If E1 and E2 are two discrete energy levels of a system, and E2>E1, when the system transitions from E2 to E1, the emission frequency is V=(E2 – E1)/h radiation;On the contrary, when the system transitions from E1 to E2, the absorption frequency is v radiation.
If the emission process is superior to the absorption process, the emission line will be generated;Conversely, an absorption line is generated.
In stellar spectra, spectral lines are caused by transitions between discrete energy levels of atoms, ions and molecules.For example, D1, D2 and H, K lines in the solar spectrum are caused by the transitions of sodium atom and calcium ion between discrete energy levels, respectively.

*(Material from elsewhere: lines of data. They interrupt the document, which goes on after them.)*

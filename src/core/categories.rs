//! Static category table for the forum.
//!
//! The block-list filter and category feed queries resolve slugs here.
//! Topics whose category id is not in this table are treated as
//! uncategorized: they pass the block-list and cannot be queried directly.

/// One forum category.
#[derive(Debug, Clone, Copy, PartialEq, Eq)]
pub struct Category {
    pub id: i64,
    pub name: &'static str,
    pub slug: &'static str,
}

pub const CATEGORIES: &[Category] = &[
    Category { id: 4, name: "开发调优", slug: "develop" },
    Category { id: 98, name: "国产替代", slug: "domestic" },
    Category { id: 14, name: "资源荟萃", slug: "resource" },
    Category { id: 42, name: "文档共建", slug: "wiki" },
    Category { id: 27, name: "非我莫属", slug: "job" },
    Category { id: 32, name: "读书成诗", slug: "reading" },
    Category { id: 34, name: "前沿快讯", slug: "news" },
    Category { id: 92, name: "网络记忆", slug: "feeds" },
    Category { id: 36, name: "福利羊毛", slug: "welfare" },
    Category { id: 11, name: "搞七捻三", slug: "gossip" },
    Category { id: 2, name: "运营反馈", slug: "feedback" },
];

/// Look up a category by id.
pub fn by_id(id: i64) -> Option<&'static Category> {
    CATEGORIES.iter().find(|c| c.id == id)
}

/// Slug for a category id, if known.
pub fn slug_for(id: i64) -> Option<&'static str> {
    by_id(id).map(|c| c.slug)
}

In the radio band, there are also spectral lines.For example, the 21cm spectral line of neutral hydrogen is composed of hydrogen atomsHyperfine structureCaused by transitions between energy levels.The hyperfine structure energy level is generated by the coupling between the spin quantity of the atomic nucleus and the total angular momentum of the electron (see the hyperfine structure of the atom).Many millimeter wave spectral lines are found in interstellar clouds, and most of the radio spectral lines are formed by the transitions of various rotational energy levels of various interstellar molecules.
Spectral lines also began to be found in the high-energy bands of X-rays and gamma rays.For example, in the X-ray spectrum of X-1 in Hercules, a 58 kiloelectron volt spectrum line was found, which may be formed by the transition between the Landau energy levels of electrons moving in a strong magnetic field.
Any spectral line is not infinitely narrow, but always has a certain width.This width is partly due to the limited resolving power of observation instruments, and partly due to the celestial radiation itself.There are many reasons for this broadening, but it can be roughly divided into two categories: one is because the energy level of the microscopic system forming the spectral line is not infinitely narrow, but has a certain width.The spectral line generated by the energy level with a certain width must also have a certain width, which is called the natural width of the spectral line.This effect is called radiation damping.The other is caused by superposition, because the radiation we observe is the superposition of radiation from various emission or absorption systems.
Generally speaking, the motion state of each emission or absorption system and the interaction state with the surrounding substances are different, and the frequency of their emission or absorption is also different, which causes the broadening of spectral lines.Thermal Doppler effect, collision damping, statistical broadening, rotation, expansion and turbulence can all broaden the spectral line through superposition effect.